1. Product Overview
The LTE-1650 is a miniature, end-looking infrared (IR) emitter designed for applications requiring high current drive and low forward voltage characteristics. Its primary function is to emit infrared light at a peak wavelength of 940 nanometers. The device is housed in a clear, transparent plastic package, which is a cost-effective solution for various optoelectronic systems. The core advantages of this component include its ability to handle significant pulse currents, its low voltage operation which reduces power consumption in driver circuits, and its wide viewing angle that simplifies optical alignment in end-user applications. It is typically targeted at markets involving remote control systems, proximity sensors, object detection, and industrial automation where reliable IR signaling is required.
2. In-Depth Technical Parameter Analysis
2.1 Absolute Maximum Ratings
The device is specified for operation within strict limits to ensure reliability and longevity. The maximum continuous power dissipation is 100 mW at an ambient temperature (TA) of 25°C. It can withstand a peak forward current of 1 Ampere under pulsed conditions (300 pulses per second, 10 microsecond pulse width). The maximum continuous forward current is rated at 60 mA. A reverse voltage of up to 5 Volts can be applied without damaging the junction. The operational temperature range is from -40°C to +85°C, while the storage temperature range extends from -55°C to +100°C, indicating robust environmental tolerance. The leads can be soldered at a temperature of 260°C for a duration of 5 seconds when measured 1.6mm from the package body.
2.2 Electrical and Optical Characteristics
Key performance parameters are measured at TA=25°C. The output is characterized by both Aperture Radiant Incidence (Ee, in mW/cm²) and Radiant Intensity (IE, in mW/sr), both tested at a forward current (IF) of 20mA. These parameters are binned (see Section 3). The peak emission wavelength (λP) is typically 940 nm, which is in the near-infrared spectrum, ideal for many sensing and communication applications as it is invisible to the human eye. The spectral line half-width (Δλ) is 50 nm, defining the spectral purity of the emitted light. The forward voltage (VF) is typically 1.6 Volts at IF=50mA, with a maximum of 1.8V, confirming its low-voltage operation. The reverse current (IR) is a maximum of 100 µA at a reverse voltage (VR) of 5V. The viewing angle (2θ1/2) is 60 degrees, providing a broad radiation pattern.

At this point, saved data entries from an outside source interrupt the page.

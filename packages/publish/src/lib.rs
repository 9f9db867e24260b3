//! # Pagesmith Publishing
//!
//! Turns stored pages into published, self-contained HTML.
//!
//! ```text
//! TemplateCatalog ──create_page──▶ PageStore ◀──save_page── EditSession
//!                                     │
//!                                  publish
//!                                     │
//!                       compile ──▶ PublishedArtifact { slug, markup, url }
//! ```
//!
//! The collaborators ([`PageStore`], [`TemplateCatalog`], [`AnalyticsSink`])
//! are traits; the crate ships in-memory and file-backed implementations.

mod analytics;
mod catalog;
mod config;
mod error;
mod page;
mod publisher;
pub mod slug;
mod store;

pub use analytics::{
    AnalyticsEvent, AnalyticsEventType, AnalyticsSink, AnalyticsSummary, DailyCount,
    ElementCount, MemoryAnalytics,
};
pub use catalog::{BuiltinCatalog, TemplateCatalog};
pub use config::{PublishConfig, DEFAULT_APP_URL};
pub use error::{PublishError, PublishResult, StoreError, StoreResult};
pub use page::{NewPage, PageRecord, PageStatus, PageSummary, PublishedArtifact};
pub use publisher::Publisher;
pub use store::{FileStore, MemoryStore, PageStore};
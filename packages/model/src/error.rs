//! Error types for the document model

use crate::Locale;
use thiserror::Error;

/// Rejection of a malformed export envelope or section payload
#[derive(Error, Debug, Clone, PartialEq)]
pub enum ValidationError {
    #[error("Invalid JSON: {0}")]
    Malformed(String),

    #[error("Invalid JSON: missing sections array")]
    MissingSections,

    #[error("Invalid JSON: missing theme")]
    MissingTheme,

    #[error("Invalid theme: {0}")]
    InvalidTheme(String),

    #[error("Section at index {index} is missing `{field}`")]
    MissingSectionField { index: usize, field: &'static str },

    #[error("Section '{section_id}' is missing '{locale}' content")]
    MissingLocale { section_id: String, locale: Locale },

    #[error("Section '{section_id}' has invalid '{locale}' content: {message}")]
    InvalidContent {
        section_id: String,
        locale: Locale,
        message: String,
    },

    #[error("Id '{0}' is used more than once")]
    DuplicateId(String),

    #[error("Element '{element_id}' has invalid content: {message}")]
    InvalidElement { element_id: String, message: String },
}

/// A partial content update that does not fit the section's schema
#[derive(Error, Debug, Clone, PartialEq)]
pub enum ContentError {
    #[error("Content patch must be a JSON object")]
    NotAnObject,

    #[error("Content does not match the {kind} schema: {message}")]
    Schema { kind: String, message: String },
}

pub type ModelResult<T> = Result<T, ValidationError>;
use super::open_publisher;
use crate::config::Config;
use anyhow::{Context, Result};
use clap::Args;
use colored::Colorize;
use std::fs;
use std::path::{Path, PathBuf};
use tracing::{debug, info};

#[derive(Debug, Args)]
pub struct ExportArgs {
    pub page_id: String,

    /// Write to a file instead of stdout
    #[arg(short, long)]
    pub output: Option<PathBuf>,
}

#[derive(Debug, Args)]
pub struct ImportArgs {
    /// Page whose content is replaced
    pub page_id: String,

    /// Exported JSON file
    pub file: PathBuf,
}

pub fn export(args: ExportArgs, cwd: &Path) -> Result<()> {
    let config = Config::load(cwd)?;
    let json = open_publisher(&config, cwd).export_page(&args.page_id)?;

    match args.output {
        Some(path) => {
            let path = cwd.join(path);
            fs::write(&path, json)?;
            info!(page_id = %args.page_id, path = %path.display(), "Wrote export");
            eprintln!("{} Exported {} → {}", "✓".green(), args.page_id, path.display());
        }
        None => println!("{}", json),
    }

    Ok(())
}

pub fn import(args: ImportArgs, cwd: &Path) -> Result<()> {
    let config = Config::load(cwd)?;
    let path = cwd.join(&args.file);
    let json = fs::read_to_string(&path)
        .with_context(|| format!("Cannot read {}", path.display()))?;
    debug!(path = %path.display(), bytes = json.len(), "Read export");

    let page = open_publisher(&config, cwd).import_page(&args.page_id, &json)?;

    println!(
        "{} Imported {} sections into {}",
        "✓".green(),
        page.document.sections.len(),
        page.page_id.bright_white().bold()
    );

    Ok(())
}
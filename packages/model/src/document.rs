use crate::{Element, IdSource, Section};
use serde::{Deserialize, Serialize};
use std::collections::BTreeSet;

#[derive(Debug, Clone, PartialEq, Serialize, Deserialize)]
#[serde(rename_all = "camelCase")]
pub struct SpacingTokens {
    pub section_padding: String,
    pub container_max_width: String,
}

impl Default for SpacingTokens {
    fn default() -> Self {
        Self {
            section_padding: "4rem".to_string(),
            container_max_width: "1200px".to_string(),
        }
    }
}

#[derive(Debug, Clone, Default, PartialEq, Serialize, Deserialize)]
pub struct GlobalStyles {
    #[serde(default)]
    pub spacing: SpacingTokens,
}

/// Search and social metadata emitted into the compiled page head
#[derive(Debug, Clone, Default, PartialEq, Serialize, Deserialize)]
#[serde(rename_all = "camelCase", default)]
pub struct SeoMetadata {
    pub title: String,
    pub description: String,
    #[serde(skip_serializing_if = "Option::is_none")]
    pub og_image: Option<String>,
    pub keywords: Vec<String>,
}

/// The page under construction
#[derive(Debug, Clone, Default, PartialEq, Serialize, Deserialize)]
#[serde(rename_all = "camelCase")]
pub struct Document {
    pub sections: Vec<Section>,
    #[serde(default, skip_serializing_if = "Option::is_none")]
    pub global_styles: Option<GlobalStyles>,
}

impl Document {
    pub fn new(sections: Vec<Section>) -> Self {
        Self {
            sections,
            global_styles: None,
        }
    }

    pub fn find_section(&self, section_id: &str) -> Option<&Section> {
        self.sections.iter().find(|s| s.id == section_id)
    }

    pub fn find_section_mut(&mut self, section_id: &str) -> Option<&mut Section> {
        self.sections.iter_mut().find(|s| s.id == section_id)
    }

    pub fn position_of(&self, section_id: &str) -> Option<usize> {
        self.sections.iter().position(|s| s.id == section_id)
    }

    pub fn find_element(&self, section_id: &str, element_id: &str) -> Option<&Element> {
        self.find_section(section_id)?.find_element(element_id)
    }

    /// Sections in display order
    pub fn sorted_sections(&self) -> Vec<&Section> {
        let mut sections: Vec<&Section> = self.sections.iter().collect();
        sections.sort_by_key(|s| s.order);
        sections
    }

    /// Stable-sort sections and their elements by stored order, then
    /// renumber both levels densely from zero.
    pub fn normalize(&mut self) {
        self.sections.sort_by_key(|s| s.order);
        for section in &mut self.sections {
            section.normalize_elements();
        }
        self.renumber();
    }

    /// Reassign section orders from their position
    pub fn renumber(&mut self) {
        for (index, section) in self.sections.iter_mut().enumerate() {
            section.order = index as u32;
        }
    }

    /// Every section and element id in the document
    pub fn ids(&self) -> BTreeSet<String> {
        let mut ids = BTreeSet::new();
        for section in &self.sections {
            ids.insert(section.id.clone());
            ids.extend(section.elements.iter().map(|e| e.id.clone()));
        }
        ids
    }

    pub fn regenerate_ids(&mut self, ids: &mut dyn IdSource) {
        for section in &mut self.sections {
            section.regenerate_ids(ids);
        }
    }

    /// True when section orders, and element orders within each section,
    /// run `0..n` in storage order.
    pub fn orders_are_dense(&self) -> bool {
        let dense = |orders: &mut dyn Iterator<Item = u32>| {
            orders.enumerate().all(|(index, order)| order == index as u32)
        };

        dense(&mut self.sections.iter().map(|s| s.order))
            && self
                .sections
                .iter()
                .all(|s| dense(&mut s.elements.iter().map(|e| e.order)))
    }

    pub fn container_max_width(&self) -> &str {
        self.global_styles
            .as_ref()
            .map(|g| g.spacing.container_max_width.as_str())
            .unwrap_or("1200px")
    }
}

#[cfg(test)]
mod tests {
    use super::*;
    use crate::{ElementKind, SectionKind, SequentialIdSource};

    fn document() -> Document {
        let mut hero = Section::with_defaults("hero", SectionKind::Hero);
        hero.order = 2;
        let mut cta = Section::with_defaults("cta", SectionKind::Cta);
        cta.order = 0;
        let mut stats = Section::with_defaults("stats", SectionKind::Stats);
        stats.order = 5;

        let mut image = Element::with_defaults("img", ElementKind::Image);
        image.order = 4;
        let mut text = Element::with_defaults("txt", ElementKind::Text);
        text.order = 1;
        stats.elements = vec![image, text];

        Document::new(vec![hero, cta, stats])
    }

    #[test]
    fn test_sorted_sections() {
        let doc = document();
        let ids: Vec<&str> = doc.sorted_sections().iter().map(|s| s.id.as_str()).collect();
        assert_eq!(ids, vec!["cta", "hero", "stats"]);
    }

    #[test]
    fn test_normalize_makes_orders_dense() {
        let mut doc = document();
        assert!(!doc.orders_are_dense());

        doc.normalize();

        assert!(doc.orders_are_dense());
        assert_eq!(doc.sections[0].id, "cta");
        assert_eq!(doc.sections[2].elements[0].id, "txt");
    }

    #[test]
    fn test_find_element() {
        let doc = document();
        assert!(doc.find_element("stats", "img").is_some());
        assert!(doc.find_element("hero", "img").is_none());
        assert!(doc.find_element("missing", "img").is_none());
    }

    #[test]
    fn test_regenerate_ids_replaces_everything() {
        let mut doc = document();
        let before = doc.ids();

        doc.regenerate_ids(&mut SequentialIdSource::new("fresh"));

        let after = doc.ids();
        assert_eq!(after.len(), 5);
        assert!(before.is_disjoint(&after));
    }

    #[test]
    fn test_global_styles_are_optional() {
        let doc: Document = serde_json::from_str(r#"{ "sections": [] }"#).unwrap();
        assert!(doc.global_styles.is_none());
        assert_eq!(doc.container_max_width(), "1200px");
    }
}
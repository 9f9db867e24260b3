use pagesmith_compiler_html::CompileError;
use pagesmith_model::ValidationError;
use thiserror::Error;

/// Failure inside a storage collaborator
#[derive(Error, Debug)]
pub enum StoreError {
    #[error("IO error: {0}")]
    Io(#[from] std::io::Error),

    #[error("Invalid page record: {0}")]
    Json(#[from] serde_json::Error),

    #[error("No stored page with id '{0}'")]
    Missing(String),

    #[error("Page id '{0}' cannot be used as a file name")]
    InvalidId(String),

    #[error("Storage unavailable: {0}")]
    Unavailable(String),
}

#[derive(Error, Debug)]
pub enum PublishError {
    #[error("{kind} not found: {id}")]
    NotFound { kind: &'static str, id: String },

    #[error("Slug already taken: {0}")]
    SlugConflict(String),

    #[error("Invalid slug: '{0}'")]
    InvalidSlug(String),

    #[error(transparent)]
    Validation(#[from] ValidationError),

    #[error("Persistence failure: {0}")]
    Persistence(#[from] StoreError),

    #[error(transparent)]
    Compile(#[from] CompileError),

    #[error("Failed to encode export: {0}")]
    Export(#[from] serde_json::Error),
}

impl PublishError {
    pub(crate) fn page_not_found(id: &str) -> Self {
        PublishError::NotFound {
            kind: "Page",
            id: id.to_string(),
        }
    }
}

pub type StoreResult<T> = Result<T, StoreError>;
pub type PublishResult<T> = Result<T, PublishError>;
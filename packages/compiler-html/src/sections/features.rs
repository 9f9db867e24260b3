use super::{render_header, Scope};
use crate::markup::{Attrs, Context, Style};
use pagesmith_model::{FeatureLayout, FeaturesContent};

const CHECK_ICON: &str = r#"<svg style="width: 28px; height: 28px; color: white;" fill="none" stroke="currentColor" viewBox="0 0 24 24"><path stroke-linecap="round" stroke-linejoin="round" stroke-width="2" d="M5 13l4 4L19 7" /></svg>"#;

pub(super) fn render(content: &FeaturesContent, scope: &Scope, ctx: &mut Context) {
    let colors = &scope.theme.colors;

    ctx.open("div", scope.container());
    render_header("features", &content.heading, content.subheading.as_deref(), scope, ctx);

    ctx.open(
        "div",
        Attrs::class("features-grid").style(
            Style::new()
                .prop("display", "grid")
                .prop("grid-template-columns", columns(content.layout))
                .prop("gap", "32px"),
        ),
    );

    for item in &content.items {
        ctx.open(
            "div",
            Attrs::class("feature-item").style(
                Style::new()
                    .prop("background", "white")
                    .prop("padding", "24px")
                    .prop("border-radius", "8px")
                    .prop("box-shadow", "0 2px 8px rgba(0,0,0,0.1)"),
            ),
        );

        let icon_attrs = Attrs::class("feature-icon").style(
            Style::new()
                .prop("width", "56px")
                .prop("height", "56px")
                .prop("border-radius", "16px")
                .prop("background-color", &colors.primary)
                .prop("display", "flex")
                .prop("align-items", "center")
                .prop("justify-content", "center")
                .prop("margin-bottom", "20px")
                .prop("font-size", "28px"),
        );
        if item.icon.is_empty() {
            ctx.open("div", icon_attrs);
            ctx.add_line(CHECK_ICON);
            ctx.close("div");
        } else {
            ctx.text_element("div", icon_attrs, &item.icon);
        }

        ctx.text_element(
            "h3",
            Attrs::class("feature-title").style(
                Style::new()
                    .prop("font-size", "20px")
                    .prop("font-weight", "700")
                    .prop("margin-bottom", "12px")
                    .prop("color", &colors.text)
                    .prop("font-family", scope.heading_font()),
            ),
            &item.title,
        );
        ctx.text_element(
            "p",
            Attrs::class("feature-description").style(
                Style::new()
                    .prop("line-height", "1.6")
                    .prop("color", &colors.text)
                    .prop("font-family", scope.body_font()),
            ),
            &item.description,
        );

        ctx.close("div");
    }

    ctx.close("div");
    ctx.close("div");
}

fn columns(layout: FeatureLayout) -> &'static str {
    match layout {
        FeatureLayout::Grid2 => "repeat(auto-fit, minmax(300px, 1fr))",
        FeatureLayout::Grid3 => "repeat(auto-fit, minmax(250px, 1fr))",
        FeatureLayout::Grid4 => "repeat(auto-fit, minmax(200px, 1fr))",
        FeatureLayout::List => "1fr",
    }
}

3. Binning System Explanation
The LTE-1650 utilizes a performance binning system primarily based on Radiant Intensity and Aperture Radiant Incidence. This system categorizes components into different performance grades (Bins A, B, C, D) to ensure consistency within a production batch. For example, at IF=20mA, Bin A devices have a radiant intensity ranging from 1.383 to 4.06 mW/sr, while Bin D devices start at 5.11 mW/sr. This allows designers to select components that match the specific sensitivity requirements of their detector or the required signal strength for their application. There is no explicit binning indicated for forward voltage or wavelength in this datasheet; the wavelength is specified as a typical value of 940nm.
4. Performance Curve Analysis
The datasheet provides several graphs illustrating key relationships. Figure 1 shows the Spectral Distribution, plotting relative radiant intensity against wavelength. This curve confirms the peak at 940nm and the 50nm spectral width. Figure 2 depicts the relationship between Forward Current and Ambient Temperature, showing how the maximum allowable continuous current decreases as ambient temperature increases to stay within the power dissipation limits. Figure 3 is the Forward Current vs. Forward Voltage (I-V) curve, demonstrating the diode's characteristic exponential relationship and its low VF. Figure 4 shows how Relative Radiant Intensity varies with Ambient Temperature, typically showing a decrease in output as temperature rises. Figure 5 illustrates how Relative Radiant Intensity changes with Forward Current, showing the non-linear relationship between drive current and light output. Finally, Figure 6 is the Radiation Diagram, a polar plot that visually represents the 60-degree viewing angle, showing the angular distribution of the emitted infrared light.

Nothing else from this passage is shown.